Excerpted data –
———

use std::fs::File;
use std::io::{ErrorKind, Read, Write};
use std::thread;
use std::time::Duration;

use rs_debug::piping::CHUNK_SIZE;
use rs_debug::protocol::{ControlMessage, HandshakeMessage, encode_frame};
use rs_debug::pty::TerminalSize;
use tokio::io::{AsyncRead, AsyncReadExt, AsyncWrite, AsyncWriteExt};
use tokio::net::TcpStream;
use tokio::signal::unix::{SignalKind, signal};
use tokio::sync::mpsc;

use crate::error::{ConnectError, Result};
use crate::terminal::{Tty, current_size};

const INPUT_THREAD_NAME: &str = "rs-debug-stdin";
const CHANNEL_CAPACITY: usize = 64;

/// Client side of a debug session: one TCP connection carrying the handshake,
/// then raw terminal traffic in both directions
pub struct DebugClient {
    stream: TcpStream,
    addr: String,
}

impl DebugClient {
    /// Connect to a listening session, giving up after `timeout`
    pub async fn connect(ip: &str, port: u16, timeout: Duration) -> std::result::Result<Self, ConnectError> {
        let addr = format!("{ip}:{port}");
        tracing::info!("Connecting to debug session at {}", addr);

        let stream = match tokio::time::timeout(timeout, TcpStream::connect((ip, port))).await {
            Ok(Ok(stream)) => stream,
            Ok(Err(e)) if e.kind() == ErrorKind::ConnectionRefused => return Err(ConnectError::Refused { addr }),
            Ok(Err(e)) => return Err(ConnectError::Io(e)),
            Err(_) => return Err(ConnectError::Timeout { addr, timeout }),
        };
        stream.set_nodelay(true).map_err(ConnectError::Io)?;

        tracing::info!("Connected to {}", addr);
        Ok(Self { stream, addr })
    }

    /// Send the handshake; must precede any terminal traffic
    pub async fn handshake(&mut self, message: &HandshakeMessage) -> Result<()> {
        let frame = encode_frame(message)?;
        self.stream.write_all(&frame).await?;
        self.stream.flush().await?;
        tracing::debug!(
            "Sent handshake to {}: term_type={}, term_size={}",
            self.addr,
            message.term_type,
            message.term_size
        );
        Ok(())
    }

    /// Bridge the local terminal to the session until the server hangs up
    pub async fn run(self, tty: &Tty) -> Result<()> {
        let input = spawn_input_reader(tty.try_clone()?)?;
        let resizes = watch_window_size(tty.try_clone()?)?;
        let output = tty.try_clone()?;

        let (reader, writer) = self.stream.into_split();
        pump(reader, writer, input, resizes, output).await?;
        tracing::info!("Session at {} closed the connection", self.addr);
        Ok(())
    }
}

/// Blocking reads from the terminal on their own thread, handed over as chunks
fn spawn_input_reader(mut tty: File) -> Result<mpsc::Receiver<Vec<u8>>> {
    let (tx, rx) = mpsc::channel(CHANNEL_CAPACITY);
    thread::Builder::new()
        .name(INPUT_THREAD_NAME.to_string())
        .spawn(move || {
            let mut buf = [0u8; CHUNK_SIZE];
            loop {
                match tty.read(&mut buf) {
                    Ok(0) => break,
                    Ok(n) => {
                        if tx.blocking_send(buf[..n].to_vec()).is_err() {
                            break;
                        }
                    }
                    Err(e) if e.kind() == ErrorKind::Interrupted => continue,
                    Err(e) => {
                        tracing::debug!("Terminal read failed: {}", e);
                        break;
                    }
                }
            }
            tracing::debug!("Terminal input closed");
        })?;
    Ok(rx)
}

/// New window sizes, one per SIGWINCH
fn watch_window_size(tty: File) -> Result<mpsc::Receiver<TerminalSize>> {
    let mut winch = signal(SignalKind::window_change())?;
    let (tx, rx) = mpsc::channel(CHANNEL_CAPACITY);
    tokio::spawn(async move {
        while winch.recv().await.is_some() {
            let size = current_size(&tty);
            tracing::debug!("Window changed to {}", size);
            if tx.send(size).await.is_err() {
                break;
            }
        }
    });
    Ok(rx)
}

/// Forward socket output to `output` and keystrokes and resizes to the socket.
///
/// Every resize goes out as a write of its own so the server reads it as one
/// chunk. Returns once the socket reaches EOF.
pub(crate) async fn pump<R, W, O>(
    mut socket_rx: R,
    mut socket_tx: W,
    mut input: mpsc::Receiver<Vec<u8>>,
    mut resizes: mpsc::Receiver<TerminalSize>,
    mut output: O,
) -> Result<()>
where
    R: AsyncRead + Unpin,
    W: AsyncWrite + Unpin,
    O: Write,
{
    let mut buf = vec![0u8; CHUNK_SIZE];
    let mut input_open = true;
    let mut resizes_open = true;

    loop {
        tokio::select! {
            read = socket_rx.read(&mut buf) => {
                let n = read?;
                if n == 0 {
                    break;
                }
                output.write_all(&buf[..n])?;
                output.flush()?;
            }
            chunk = input.recv(), if input_open => match chunk {
                Some(bytes) => socket_tx.write_all(&bytes).await?,
                None => input_open = false,
            },
            size = resizes.recv(), if resizes_open => match size {
                Some(size) => {
                    socket_tx.write_all(&ControlMessage::Resize(size).encode()).await?;
                    socket_tx.flush().await?;
                }
                None => resizes_open = false,
            },
        }
    }
    Ok(())
}

#[cfg(test)]
mod tests {
    use super::*;
    use rs_debug::protocol::receive_handshake;
    use rs_debug::pty::UnixPty;
    use tokio::io::duplex;

    #[tokio::test]
    async fn test_pump_forwards_both_ways() {
        let (client_side, mut server) = duplex(4096);
        let (socket_rx, socket_tx) = tokio::io::split(client_side);
        let (input_tx, input_rx) = mpsc::channel(4);
        let (resize_tx, resize_rx) = mpsc::channel(4);

        let mut output = Vec::new();
        let server_side = async move {
            server.write_all(b"(dbg) ").await.unwrap();

            input_tx.send(b"ls\n".to_vec()).await.unwrap();
            let mut keys = [0u8; 3];
            server.read_exact(&mut keys).await.unwrap();
            assert_eq!(&keys, b"ls\n");

            resize_tx.send(TerminalSize::new(40, 120)).await.unwrap();
            let mut control = [0u8; 20];
            server.read_exact(&mut control).await.unwrap();
            assert_eq!(&control, b"terminal_size:40,120");

            server.write_all(b"bye").await.unwrap();
            drop(server);
        };

        let (pumped, ()) = tokio::join!(pump(socket_rx, socket_tx, input_rx, resize_rx, &mut output), server_side);
        pumped.unwrap();
        assert_eq!(output, b"(dbg) bye");
    }

    #[tokio::test]
    async fn test_pump_outlives_closed_input() {
        let (client_side, mut server) = duplex(4096);
        let (socket_rx, socket_tx) = tokio::io::split(client_side);
        let (input_tx, input_rx) = mpsc::channel::<Vec<u8>>(1);
        let (resize_tx, resize_rx) = mpsc::channel(1);
        drop(input_tx);
        drop(resize_tx);

        let mut output = Vec::new();
        let server_side = async move {
            tokio::time::sleep(Duration::from_millis(50)).await;
            server.write_all(b"still here").await.unwrap();
        };

        let (pumped, ()) = tokio::join!(pump(socket_rx, socket_tx, input_rx, resize_rx, &mut output), server_side);
        pumped.unwrap();
        assert_eq!(output, b"still here");
    }

    #[tokio::test]
    async fn test_pump_stops_at_socket_eof() {
        let socket_rx = tokio_test::io::Builder::new().read(b"Closing connection\r\n").build();
        let socket_tx = tokio_test::io::Builder::new().build();
        let (_input_tx, input_rx) = mpsc::channel::<Vec<u8>>(1);
        let (_resize_tx, resize_rx) = mpsc::channel(1);

        let mut output = Vec::new();
        pump(socket_rx, socket_tx, input_rx, resize_rx, &mut output).await.unwrap();
        assert_eq!(output, b"Closing connection\r\n");
    }

    #[tokio::test]
    async fn test_connect_refused() {
        let listener = std::net::TcpListener::bind("127.0.0.1:0").unwrap();
        let port = listener.local_addr().unwrap().port();
        drop(listener);

        let err = DebugClient::connect("127.0.0.1", port, Duration::from_secs(5))
            .await
            .err()
            .unwrap();
        assert!(matches!(err, ConnectError::Refused { .. }));
        assert!(err.is_wrong_port());
    }

    #[tokio::test]
    async fn test_handshake_reaches_the_server() {
        let listener = std::net::TcpListener::bind("127.0.0.1:0").unwrap();
        let port = listener.local_addr().unwrap().port();
        let server = std::thread::spawn(move || {
            let (mut stream, _) = listener.accept().unwrap();
            receive_handshake(&mut stream).unwrap()
        });

        let attrs = UnixPty::open().unwrap().tty_attrs().unwrap();
        let hello = HandshakeMessage::new(attrs, Some("xterm".into()), TerminalSize::new(30, 100));
        let mut client = DebugClient::connect("127.0.0.1", port, Duration::from_secs(5)).await.unwrap();
        client.handshake(&hello).await.unwrap();

        assert_eq!(server.join().unwrap(), hello);
    }
}
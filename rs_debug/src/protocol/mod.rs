/// Wire protocol between the debug client and the session server
mod control;
mod error;
pub mod handshake;

pub use control::{ControlMessage, TERMINAL_SIZE_PREFIX};
pub use error::{ProtocolError, ProtocolResult};
pub use handshake::{HandshakeMessage, encode_frame, receive_handshake, send_handshake};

———

About this exercise – Once the line containing "use tokio::sync::mpsc;" has been written out, please stop; every line before it, back to the first line of the records above, should be given exactly.

Solution for this problem –
use std::fs::File;
use std::io::{ErrorKind, Read, Write};
use std::thread;
use std::time::Duration;

use rs_debug::piping::CHUNK_SIZE;
use rs_debug::protocol::{ControlMessage, HandshakeMessage, encode_frame};
use rs_debug::pty::TerminalSize;
use tokio::io::{AsyncRead, AsyncReadExt, AsyncWrite, AsyncWriteExt};
use tokio::net::TcpStream;
use tokio::signal::unix::{SignalKind, signal};
use tokio::sync::mpsc;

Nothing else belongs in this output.